On June 30, 2024, a woman walked out of the polling station before voting in Le Touquet, northwest France.
Ludovic Marin | AFP | Getty Images
LONDON – France’s left-wing New Popular Front coalition will unexpectedly win the most seats in the country’s second round of parliamentary elections but fall short of an outright majority, early data shows.
According to reports, the New Popular Front – a coalition of five parties including the far-left French Indignation Party, the Socialist Party and the Ecologists – could get between 180 and 215 seats in the latest round of elections. IFOP estimate French broadcaster TV 1.
French President Emmanuel Macron’s Ensemble party and its allies are expected to gain between 150 and 180 seats, according to IFOP, while the far-right National Rally party won the first round and is widely seen as likely to remain strong in the election. Election – ranked third with 120-150 seats.
No party secured an outright majority of the 289 seats necessary to govern alone, suggesting a hung parliament in Europe’s third-largest economy could open on Monday if Sunday’s results are confirmed.
Initial votes suggested the National Assembly would become the largest party in France’s National Assembly, but over the last week center-right and left-wing factions have united to try to block its advance, withdrawing candidates in many constituencies where others have One candidate is in a better position.
By providing voters with tighter choices and fewer candidates, opponents of registered nursing hope voters will choose non-registered nursing candidates. The move seemed to work, with anti-RN voters galvanized into action. The polling agency Ipsos said turnout in the second round of voting was as high as 67.1%, the highest level since 1997.
“The head of state must bow and admit defeat. The prime minister must leave,” Jean-Luc Mélenchon, leader of France’s Insurgent Party, said in a program translated by CNBC. Social media updates after early polling data was released. “Mr Macron must call on the NFP to govern. It is ready to apply its agenda to all its agenda and nothing else.”

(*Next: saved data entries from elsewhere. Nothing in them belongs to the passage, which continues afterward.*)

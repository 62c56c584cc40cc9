use tokio::sync::mpsc;
use tracing::{debug, error, info, instrument, Instrument};

use crate::clients::ProductClient;
use crate::domain::Product;
use crate::error::TransportError;
use crate::messages::{ProductRequest, ServiceResponse};
use crate::transport::http;

/// Owns the HTTP connection to the inventory backend.
pub struct ProductService {
    receiver: mpsc::Receiver<ProductRequest>,
    http: reqwest::Client,
    base_url: String,
}

impl ProductService {
    pub fn new(buffer_size: usize, http: reqwest::Client, base_url: impl Into<String>) -> (Self, ProductClient) {
        let (sender, receiver) = mpsc::channel(buffer_size);
        let service = Self {
            receiver,
            http,
            base_url: base_url.into(),
        };
        (service, ProductClient::new(sender))
    }

    #[instrument(name = "product_service", skip(self), fields(base_url = %self.base_url))]
    pub async fn run(mut self) {
        info!("ProductService starting");

        while let Some(msg) = self.receiver.recv().await {
            match msg {
                ProductRequest::FetchProducts { respond_to } => self.handle_fetch_products(respond_to),
                ProductRequest::Shutdown => {
                    info!("ProductService shutting down");
                    break;
                }
            }
        }

        info!("ProductService stopped");
    }

    #[instrument(skip(self, respond_to))]
    fn handle_fetch_products(&self, respond_to: ServiceResponse<Vec<Product>, TransportError>) {
        debug!("Processing fetch_products request");
        let client = self.http.clone();
        let url = format!("{}/inventory/products", self.base_url);

        tokio::spawn(
            async move {
                let result = http::get_json::<Vec<Product>>(&client, &url).await;
                match &result {
                    Ok(products) => info!(product_count = products.len(), "Products fetched"),
                    Err(e) => error!(error = %e, "Fetching products failed"),
                }
                let _ = respond_to.send(result);
            }
            .in_current_span(),
        );
    }
}
#[cfg(test)]
mod tests {
    use std::net::SocketAddr;
    use std::sync::{Arc, Mutex};
    use std::time::Duration;

    use axum::extract::State;
    use axum::http::StatusCode;
    use axum::routing::get;
    use axum::{Json, Router};
    use serde_json::{json, Value};
    use tokio::net::TcpListener;

    use crate::app_system::OrderConsole;
    use crate::config::ConsoleConfig;
    use crate::controllers::{OrderFormFields, SubmitOutcome, LOAD_ORDERS_FAILED};
    use crate::domain::{Order, OrderDraft, Product};
    use crate::error::TransportError;
    use crate::mock_framework::{
        create_mock_order_client, create_mock_product_client, expect_create_order, expect_fetch_orders,
        expect_fetch_products,
    };

    #[tokio::test]
    async fn test_created_order_refreshes_list() {
        // 1. Setup Mocks
        let (order_client, mut order_rx) = create_mock_order_client(10);
        let (product_client, mut product_rx) = create_mock_product_client(10);
        let console = OrderConsole::with_transports(&ConsoleConfig::default(), order_client, product_client);
        console.refresh_list_on_created().await.unwrap();

        // 2. Activate both views
        let list_task = tokio::spawn({
            let list = console.order_list.clone();
            async move { list.activate().await }
        });
        let responder = expect_fetch_orders(&mut order_rx).await.expect("Expected FetchOrders");
        responder.send(Ok(vec![Order::new(1, "Widget", 2, "shipped")])).unwrap();
        assert_eq!(list_task.await.unwrap().unwrap().items.len(), 1);

        let form_task = tokio::spawn({
            let form = console.order_form.clone();
            async move { form.activate().await }
        });
        let responder = expect_fetch_products(&mut product_rx).await.expect("Expected FetchProducts");
        responder.send(Ok(vec![Product::new(1, "Widget", 10)])).unwrap();
        form_task.await.unwrap().unwrap();

        // 3. Submit an order
        console.order_form.set_product("Widget".to_string()).await.unwrap();
        console.order_form.set_quantity(2).await.unwrap();
        let submit_task = tokio::spawn({
            let form = console.order_form.clone();
            async move { form.submit().await }
        });
        let (draft, responder) = expect_create_order(&mut order_rx).await.expect("Expected CreateOrder");
        assert_eq!(draft, OrderDraft::new("Widget", 2));
        responder.send(Ok(Order::new(2, "Widget", 2, "CREATED"))).unwrap();
        assert!(matches!(submit_task.await.unwrap().unwrap(), SubmitOutcome::Created(_)));

        // 4. The created notification made the list fetch again
        let responder = expect_fetch_orders(&mut order_rx).await.expect("Expected refresh after creation");
        let refreshed = vec![Order::new(1, "Widget", 2, "shipped"), Order::new(2, "Widget", 2, "CREATED")];
        responder.send(Ok(refreshed.clone())).unwrap();

        let mut state = console.order_list.state().await.unwrap();
        for _ in 0..50 {
            if !state.loading {
                break;
            }
            tokio::time::sleep(Duration::from_millis(10)).await;
            state = console.order_list.state().await.unwrap();
        }
        assert_eq!(state.items, refreshed);

        console.shutdown().await.unwrap();
    }

    #[tokio::test]
    async fn test_failed_submission_does_not_refresh_list() {
        let (order_client, mut order_rx) = create_mock_order_client(10);
        let (product_client, _product_rx) = create_mock_product_client(10);
        let console = OrderConsole::with_transports(&ConsoleConfig::default(), order_client, product_client);
        console.refresh_list_on_created().await.unwrap();

        console.order_form.set_product("Widget".to_string()).await.unwrap();
        let submit_task = tokio::spawn({
            let form = console.order_form.clone();
            async move { form.submit().await }
        });
        let (_, responder) = expect_create_order(&mut order_rx).await.unwrap();
        responder.send(Err(TransportError::Network("reset".to_string()))).unwrap();
        submit_task.await.unwrap().unwrap();

        // Nothing else reached the order transport.
        assert!(order_rx.try_recv().is_err());
        assert!(console.order_list.state().await.unwrap().items.is_empty());
    }

    // ------------------------------------------------------------------------
    // Full HTTP roundtrip against in-process backends
    // ------------------------------------------------------------------------

    type Store = Arc<Mutex<Vec<Value>>>;

    async fn serve(app: Router) -> SocketAddr {
        let listener = TcpListener::bind("127.0.0.1:0").await.unwrap();
        let addr = listener.local_addr().unwrap();
        tokio::spawn(async move {
            axum::serve(listener, app).await.unwrap();
        });
        addr
    }

    async fn list_orders(State(store): State<Store>) -> Json<Value> {
        Json(Value::Array(store.lock().unwrap().clone()))
    }

    async fn create_order(State(store): State<Store>, Json(body): Json<Value>) -> (StatusCode, Json<Value>) {
        if body["quantity"].as_i64().unwrap_or(0) > 10 {
            return (
                StatusCode::BAD_REQUEST,
                Json(json!({ "error": { "message": "Out of stock" } })),
            );
        }
        let mut store = store.lock().unwrap();
        let order = json!({
            "id": store.len() + 1,
            "product": body["product"],
            "quantity": body["quantity"],
            "status": "CREATED"
        });
        store.push(order.clone());
        (StatusCode::OK, Json(order))
    }

    async fn list_products() -> Json<Value> {
        Json(json!([{ "id": 1, "name": "Widget", "stockQuantity": 10 }]))
    }

    #[tokio::test]
    async fn test_http_roundtrip() {
        let store: Store = Arc::new(Mutex::new(vec![
            json!({ "id": 1, "product": "Gadget", "quantity": 1, "status": "pending" }),
        ]));
        let orders_addr = serve(
            Router::new()
                .route("/orders", get(list_orders).post(create_order))
                .with_state(store.clone()),
        )
        .await;
        let inventory_addr = serve(Router::new().route("/inventory/products", get(list_products))).await;

        let config = ConsoleConfig::default().with_base_urls(
            &format!("http://{}/", orders_addr),
            &format!("http://{}", inventory_addr),
        );
        let console = OrderConsole::new(&config).unwrap();

        let orders = console.order_list.activate().await.unwrap();
        assert_eq!(orders.items, vec![Order::new(1, "Gadget", 1, "pending")]);

        let form = console.order_form.activate().await.unwrap();
        assert_eq!(form.view.items, vec![Product::new(1, "Widget", 10)]);

        // Rejected by the backend: message surfaces, fields stay.
        console.order_form.set_product("Widget".to_string()).await.unwrap();
        console.order_form.set_quantity(50).await.unwrap();
        let outcome = console.order_form.submit().await.unwrap();
        assert_eq!(outcome, SubmitOutcome::Failed("Out of stock".to_string()));
        assert_eq!(console.order_form.fields().await.unwrap(), OrderFormFields::new("Widget", 50));

        console.order_form.set_quantity(2).await.unwrap();
        let outcome = console.order_form.submit().await.unwrap();
        assert_eq!(outcome, SubmitOutcome::Created(Order::new(2, "Widget", 2, "CREATED")));
        assert_eq!(console.order_form.fields().await.unwrap(), OrderFormFields::default());

        let refreshed = console.order_list.refresh().await.unwrap();
        assert_eq!(refreshed.items.len(), 2);
        assert_eq!(refreshed.error, None);

        console.shutdown().await.unwrap();
    }

    #[tokio::test]
    async fn test_unreachable_backend_shows_fixed_message() {
        let addr = {
            let listener = TcpListener::bind("127.0.0.1:0").await.unwrap();
            listener.local_addr().unwrap()
        };
        let url = format!("http://{}", addr);
        let config = ConsoleConfig::default().with_base_urls(&url, &url);
        let console = OrderConsole::new(&config).unwrap();

        let state = console.order_list.activate().await.unwrap();
        assert_eq!(state.error.as_deref(), Some(LOAD_ORDERS_FAILED));
        assert!(!state.loading);

        console.shutdown().await.unwrap();
    }
}
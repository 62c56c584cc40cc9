use crate::domain::OrderDraft;
use crate::error::{Field, ValidationError, ValidationErrors};

pub const DEFAULT_QUANTITY: i64 = 1;
pub const MIN_QUANTITY: i64 = 1;

/// The editable fields of the order form, exactly as the user entered them.
#[derive(Debug, Clone, PartialEq, Eq)]
pub struct OrderFormFields {
    pub product: String,
    pub quantity: i64,
}

impl Default for OrderFormFields {
    fn default() -> Self {
        Self {
            product: String::new(),
            quantity: DEFAULT_QUANTITY,
        }
    }
}

impl OrderFormFields {
    pub fn new(product: impl Into<String>, quantity: i64) -> Self {
        Self {
            product: product.into(),
            quantity,
        }
    }
}

/// Checks the fields and builds the draft to submit. Runs before any network call.
pub fn validate(fields: &OrderFormFields) -> Result<OrderDraft, ValidationErrors> {
    let mut errors = Vec::new();

    if fields.product.is_empty() {
        errors.push(ValidationError::Required(Field::Product));
    }

    let quantity = if fields.quantity < MIN_QUANTITY {
        errors.push(ValidationError::BelowMinimum {
            field: Field::Quantity,
            min: MIN_QUANTITY,
            actual: fields.quantity,
        });
        None
    } else {
        match i32::try_from(fields.quantity) {
            Ok(quantity) => Some(quantity),
            Err(_) => {
                errors.push(ValidationError::TooLarge {
                    field: Field::Quantity,
                    actual: fields.quantity,
                });
                None
            }
        }
    };

    match quantity {
        Some(quantity) if errors.is_empty() => Ok(OrderDraft::new(fields.product.clone(), quantity)),
        _ => Err(ValidationErrors(errors)),
    }
}
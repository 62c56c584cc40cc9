//! Runtime configuration for the console.
//!
//! The two base URLs point at independent backends (orders and inventory). They are
//! fixed for the lifetime of the process.

use std::str::FromStr;

use tracing::warn;

pub const DEFAULT_ORDERS_BASE_URL: &str = "http://localhost:8080";
pub const DEFAULT_PRODUCTS_BASE_URL: &str = "http://localhost:8081";
pub const DEFAULT_CHANNEL_CAPACITY: usize = 32;

pub const ORDERS_URL_VAR: &str = "ORDER_SERVICE_URL";
pub const PRODUCTS_URL_VAR: &str = "INVENTORY_SERVICE_URL";
pub const CHANNEL_CAPACITY_VAR: &str = "CONSOLE_CHANNEL_CAPACITY";
pub const DISCARD_STALE_VAR: &str = "CONSOLE_DISCARD_STALE";

#[derive(Debug, Clone, PartialEq, Eq)]
pub struct ConsoleConfig {
    pub orders_base_url: String,
    pub products_base_url: String,
    /// Buffer size of every service's request channel.
    pub channel_capacity: usize,
    /// Drop outcomes of calls that were superseded by a newer call of the same kind.
    pub discard_stale_outcomes: bool,
}

impl Default for ConsoleConfig {
    fn default() -> Self {
        Self {
            orders_base_url: DEFAULT_ORDERS_BASE_URL.to_string(),
            products_base_url: DEFAULT_PRODUCTS_BASE_URL.to_string(),
            channel_capacity: DEFAULT_CHANNEL_CAPACITY,
            discard_stale_outcomes: true,
        }
    }
}

impl ConsoleConfig {
    pub fn from_env() -> Self {
        Self::from_lookup(|key| std::env::var(key).ok())
    }

    /// Builds a config from any key lookup. Unset keys keep their defaults.
    pub fn from_lookup(lookup: impl Fn(&str) -> Option<String>) -> Self {
        let defaults = Self::default();
        Self {
            orders_base_url: lookup(ORDERS_URL_VAR)
                .map(|url| trim_base_url(&url))
                .unwrap_or(defaults.orders_base_url),
            products_base_url: lookup(PRODUCTS_URL_VAR)
                .map(|url| trim_base_url(&url))
                .unwrap_or(defaults.products_base_url),
            channel_capacity: parse_or(&lookup, CHANNEL_CAPACITY_VAR, defaults.channel_capacity)
                .max(1),
            discard_stale_outcomes: parse_or(&lookup, DISCARD_STALE_VAR, defaults.discard_stale_outcomes),
        }
    }

    pub fn with_base_urls(mut self, orders: &str, products: &str) -> Self {
        self.orders_base_url = trim_base_url(orders);
        self.products_base_url = trim_base_url(products);
        self
    }
}

fn trim_base_url(url: &str) -> String {
    url.trim().trim_end_matches('/').to_string()
}

fn parse_or<T: FromStr>(lookup: &impl Fn(&str) -> Option<String>, key: &str, default: T) -> T {
    match lookup(key) {
        Some(raw) => match raw.trim().parse() {
            Ok(value) => value,
            Err(_) => {
                warn!(key, value = %raw, "Ignoring unparseable config value");
                default
            }
        },
        None => default,
    }
}
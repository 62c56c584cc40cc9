use std::collections::HashMap;
use std::panic::{self, AssertUnwindSafe};

use tokio::sync::{mpsc, oneshot};
use tracing::{debug, error, info, instrument, warn, Instrument};

use crate::clients::{OrderClient, ProductClient};
use crate::controllers::validation::{validate, OrderFormFields};
use crate::domain::{Order, Product};
use crate::error::{ControllerError, TransportError, ValidationErrors};
use crate::handle_method;
use crate::messages::FormRequest;
use crate::view_state::{CallTracker, OnFailure, Resolution, ViewState};

pub const LOAD_PRODUCTS_FAILED: &str = "Failed to load products";
pub const ORDER_CREATION_FAILED: &str = "Order creation failed";

/// Called with no payload after each successful order submission.
///
/// A listener that panics is logged and skipped; the form and the remaining
/// listeners keep running.
pub type CreatedListener = Box<dyn Fn() + Send + 'static>;

#[derive(Debug, Clone, Copy, PartialEq, Eq, Hash)]
pub struct ListenerId(u64);

/// Form fields plus the view state shared by product loading and submission.
#[derive(Debug, Clone, PartialEq, Eq)]
pub struct FormSnapshot {
    pub fields: OrderFormFields,
    pub view: ViewState<Product>,
}

#[derive(Debug, Clone, PartialEq, Eq)]
pub enum SubmitOutcome {
    /// Rejected before any network call. State is untouched.
    Invalid(ValidationErrors),
    Created(Order),
    /// The message now shown in the view state's `error`.
    Failed(String),
    /// A newer submission was started before this one finished; its outcome was dropped.
    Superseded,
}

#[derive(Debug, Clone, Copy, PartialEq, Eq, Hash)]
enum FormCall {
    LoadProducts,
    Submit,
}

#[derive(Debug)]
enum FormOutcome {
    Products {
        seq: u64,
        result: Result<Vec<Product>, TransportError>,
    },
    Submitted {
        seq: u64,
        result: Result<Order, TransportError>,
    },
}

/// Owns the order form: its fields, the product list and the created listeners.
pub struct OrderFormService {
    receiver: mpsc::Receiver<FormRequest>,
    outcomes: mpsc::UnboundedReceiver<FormOutcome>,
    outcome_sender: mpsc::UnboundedSender<FormOutcome>,
    order_client: OrderClient,
    product_client: ProductClient,
    fields: OrderFormFields,
    state: ViewState<Product>,
    calls: CallTracker<FormCall>,
    activated: bool,
    listeners: Vec<(ListenerId, CreatedListener)>,
    next_listener_id: u64,
    product_waiters: HashMap<u64, oneshot::Sender<FormSnapshot>>,
    submit_waiters: HashMap<u64, oneshot::Sender<SubmitOutcome>>,
}

impl OrderFormService {
    pub fn new(
        buffer_size: usize,
        order_client: OrderClient,
        product_client: ProductClient,
        discard_stale: bool,
    ) -> (Self, OrderFormClient) {
        let (sender, receiver) = mpsc::channel(buffer_size);
        let (outcome_sender, outcomes) = mpsc::unbounded_channel();
        let service = Self {
            receiver,
            outcomes,
            outcome_sender,
            order_client,
            product_client,
            fields: OrderFormFields::default(),
            state: ViewState::new(),
            calls: CallTracker::new(discard_stale),
            activated: false,
            listeners: Vec::new(),
            next_listener_id: 1,
            product_waiters: HashMap::new(),
            submit_waiters: HashMap::new(),
        };
        (service, OrderFormClient::new(sender))
    }

    #[instrument(name = "order_form", skip(self))]
    pub async fn run(mut self) {
        info!("OrderForm starting");

        loop {
            tokio::select! {
                msg = self.receiver.recv() => match msg {
                    Some(FormRequest::Shutdown) | None => {
                        info!("OrderForm shutting down");
                        break;
                    }
                    Some(request) => self.handle_request(request),
                },
                Some(outcome) = self.outcomes.recv() => match outcome {
                    FormOutcome::Products { seq, result } => self.handle_products_outcome(seq, result),
                    FormOutcome::Submitted { seq, result } => self.handle_submit_outcome(seq, result),
                },
            }
        }

        // Listeners must not outlive the form.
        self.listeners.clear();
        info!("OrderForm stopped");
    }

    fn handle_request(&mut self, request: FormRequest) {
        match request {
            FormRequest::Activate { respond_to } => {
                if self.activated {
                    debug!("Already activated");
                    let _ = respond_to.send(self.snapshot());
                } else {
                    self.activated = true;
                    self.handle_load_products(respond_to);
                }
            }
            FormRequest::LoadProducts { respond_to } => self.handle_load_products(respond_to),
            FormRequest::Submit { respond_to } => self.handle_submit(respond_to),
            FormRequest::SetProduct { product, respond_to } => {
                self.fields.product = product;
                let _ = respond_to.send(self.fields.clone());
            }
            FormRequest::SetQuantity { quantity, respond_to } => {
                self.fields.quantity = quantity;
                let _ = respond_to.send(self.fields.clone());
            }
            FormRequest::ResetFields { respond_to } => {
                self.fields = OrderFormFields::default();
                let _ = respond_to.send(self.fields.clone());
            }
            FormRequest::Snapshot { respond_to } => {
                let _ = respond_to.send(self.snapshot());
            }
            FormRequest::Subscribe { listener, respond_to } => {
                let id = ListenerId(self.next_listener_id);
                self.next_listener_id += 1;
                self.listeners.push((id, listener));
                debug!(listener_count = self.listeners.len(), "Listener registered");
                let _ = respond_to.send(id);
            }
            FormRequest::Unsubscribe { id, respond_to } => {
                let before = self.listeners.len();
                self.listeners.retain(|(existing, _)| *existing != id);
                let _ = respond_to.send(self.listeners.len() != before);
            }
            FormRequest::Shutdown => {}
        }
    }

    fn snapshot(&self) -> FormSnapshot {
        FormSnapshot {
            fields: self.fields.clone(),
            view: self.state.clone(),
        }
    }

    #[instrument(skip(self, respond_to))]
    fn handle_load_products(&mut self, respond_to: oneshot::Sender<FormSnapshot>) {
        let seq = self.calls.issue(FormCall::LoadProducts);
        self.state.begin();
        self.product_waiters.insert(seq, respond_to);
        debug!(seq, "Fetching products");

        let client = self.product_client.clone();
        let outcomes = self.outcome_sender.clone();
        tokio::spawn(
            async move {
                let result = client.fetch_products().await;
                let _ = outcomes.send(FormOutcome::Products { seq, result });
            }
            .in_current_span(),
        );
    }

    /// Validation runs first; an invalid form never reaches the transport.
    #[instrument(fields(product = %self.fields.product, quantity = self.fields.quantity), skip(self, respond_to))]
    fn handle_submit(&mut self, respond_to: oneshot::Sender<SubmitOutcome>) {
        let draft = match validate(&self.fields) {
            Ok(draft) => draft,
            Err(errors) => {
                debug!(reasons = %errors, "Submission rejected by validation");
                let _ = respond_to.send(SubmitOutcome::Invalid(errors));
                return;
            }
        };

        let seq = self.calls.issue(FormCall::Submit);
        self.state.begin();
        self.submit_waiters.insert(seq, respond_to);
        debug!(seq, "Submitting order");

        let client = self.order_client.clone();
        let outcomes = self.outcome_sender.clone();
        tokio::spawn(
            async move {
                let result = client.create_order(draft).await;
                let _ = outcomes.send(FormOutcome::Submitted { seq, result });
            }
            .in_current_span(),
        );
    }

    #[instrument(skip(self, result))]
    fn handle_products_outcome(&mut self, seq: u64, result: Result<Vec<Product>, TransportError>) {
        match self.calls.resolve(FormCall::LoadProducts, seq) {
            Resolution::Stale => debug!("Discarding superseded outcome"),
            Resolution::Apply { still_loading } => match result {
                Ok(products) => {
                    info!(product_count = products.len(), "Products loaded");
                    self.state.succeed(Some(products), still_loading);
                }
                Err(e) => {
                    error!(error = %e, "Loading products failed");
                    self.state.fail(LOAD_PRODUCTS_FAILED, OnFailure::ClearItems, still_loading);
                }
            },
        }

        if let Some(respond_to) = self.product_waiters.remove(&seq) {
            let _ = respond_to.send(self.snapshot());
        }
    }

    #[instrument(skip(self, result))]
    fn handle_submit_outcome(&mut self, seq: u64, result: Result<Order, TransportError>) {
        let outcome = match self.calls.resolve(FormCall::Submit, seq) {
            Resolution::Stale => {
                debug!("Discarding superseded outcome");
                SubmitOutcome::Superseded
            }
            Resolution::Apply { still_loading } => match result {
                Ok(order) => {
                    info!(order_id = ?order.id, "Order submitted");
                    self.fields = OrderFormFields::default();
                    self.state.succeed(None, still_loading);
                    self.notify_created();
                    SubmitOutcome::Created(order)
                }
                Err(e) => {
                    error!(error = %e, "Order submission failed");
                    let message = e.backend_message().unwrap_or(ORDER_CREATION_FAILED).to_string();
                    self.state.fail(message.clone(), OnFailure::KeepItems, still_loading);
                    SubmitOutcome::Failed(message)
                }
            },
        };

        if let Some(respond_to) = self.submit_waiters.remove(&seq) {
            let _ = respond_to.send(outcome);
        }
    }

    fn notify_created(&self) {
        debug!(listener_count = self.listeners.len(), "Notifying created listeners");
        for (id, listener) in &self.listeners {
            if panic::catch_unwind(AssertUnwindSafe(|| listener())).is_err() {
                warn!(listener = ?id, "Created listener panicked");
            }
        }
    }
}

/// Handle to the order form controller.
#[derive(Clone)]
pub struct OrderFormClient {
    sender: mpsc::Sender<FormRequest>,
}

impl OrderFormClient {
    pub fn new(sender: mpsc::Sender<FormRequest>) -> Self {
        Self { sender }
    }

    /// Registers a listener for successful submissions.
    #[instrument(skip(self, listener))]
    pub async fn on_created(&self, listener: impl Fn() + Send + 'static) -> Result<ListenerId, ControllerError> {
        debug!("Sending request");
        let (respond_to, response) = oneshot::channel();
        self.sender
            .send(FormRequest::Subscribe {
                listener: Box::new(listener),
                respond_to,
            })
            .await
            .map_err(|_| ControllerError::Closed)?;
        response.await.map_err(|_| ControllerError::Dropped)
    }

    pub async fn fields(&self) -> Result<OrderFormFields, ControllerError> {
        Ok(self.state().await?.fields)
    }

    #[instrument(skip(self))]
    pub async fn shutdown(&self) -> Result<(), ControllerError> {
        debug!("Sending shutdown request");
        self.sender
            .send(FormRequest::Shutdown)
            .await
            .map_err(|_| ControllerError::Closed)
    }
}

handle_method!(OrderFormClient => fn activate() -> FormSnapshot as FormRequest::Activate);
handle_method!(OrderFormClient => fn load_products() -> FormSnapshot as FormRequest::LoadProducts);
handle_method!(OrderFormClient => fn submit() -> SubmitOutcome as FormRequest::Submit);
handle_method!(OrderFormClient => fn set_product(product: String) -> OrderFormFields as FormRequest::SetProduct);
handle_method!(OrderFormClient => fn set_quantity(quantity: i64) -> OrderFormFields as FormRequest::SetQuantity);
handle_method!(OrderFormClient => fn reset_fields() -> OrderFormFields as FormRequest::ResetFields);
handle_method!(OrderFormClient => fn state() -> FormSnapshot as FormRequest::Snapshot);
handle_method!(OrderFormClient => fn remove_listener(id: ListenerId) -> bool as FormRequest::Unsubscribe);
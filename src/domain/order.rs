use serde::{Deserialize, Serialize};

/// An order as the order service reports it.
///
/// `id` and `status` are assigned by the backend and stay `None` on anything the
/// client builds locally.
#[derive(Debug, Clone, PartialEq, Eq, Serialize, Deserialize)]
pub struct Order {
    #[serde(default, skip_serializing_if = "Option::is_none")]
    pub id: Option<i64>,
    pub product: String,
    pub quantity: i32,
    #[serde(default, skip_serializing_if = "Option::is_none")]
    pub status: Option<String>,
}

impl Order {
    pub fn new(id: i64, product: impl Into<String>, quantity: i32, status: impl Into<String>) -> Self {
        Self {
            id: Some(id),
            product: product.into(),
            quantity,
            status: Some(status.into()),
        }
    }
}

/// Payload for creating a new order. Serialized as the `POST /orders` body.
#[derive(Debug, Clone, PartialEq, Eq, Serialize, Deserialize)]
pub struct OrderDraft {
    pub product: String,
    pub quantity: i32,
}

impl OrderDraft {
    pub fn new(product: impl Into<String>, quantity: i32) -> Self {
        Self {
            product: product.into(),
            quantity,
        }
    }
}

He added that the party had “tirelessly” opposed Macron’s policies over the past seven years.
“We reject any alliance with the president’s camp,” Mélenchon said. In another article translated by CNBC.
France may now be locked in a period of bargaining and instability as political coalitions aim to form a government, but it is unclear how far President Macron is willing to go with a left-wing coalition.
The country finds itself in uncharted waters: President Macron shocked Europe’s political establishment by announcing the decision after his Ennahda party was defeated by national rallies in June’s EU parliamentary elections. Macron’s move is an extreme gamble, in which the president is betting that French citizens will fear and ultimately reject the prospect of a far-right government. The final round of elections showed that voters ultimately rejected Macron.
This breaking news story is being updated.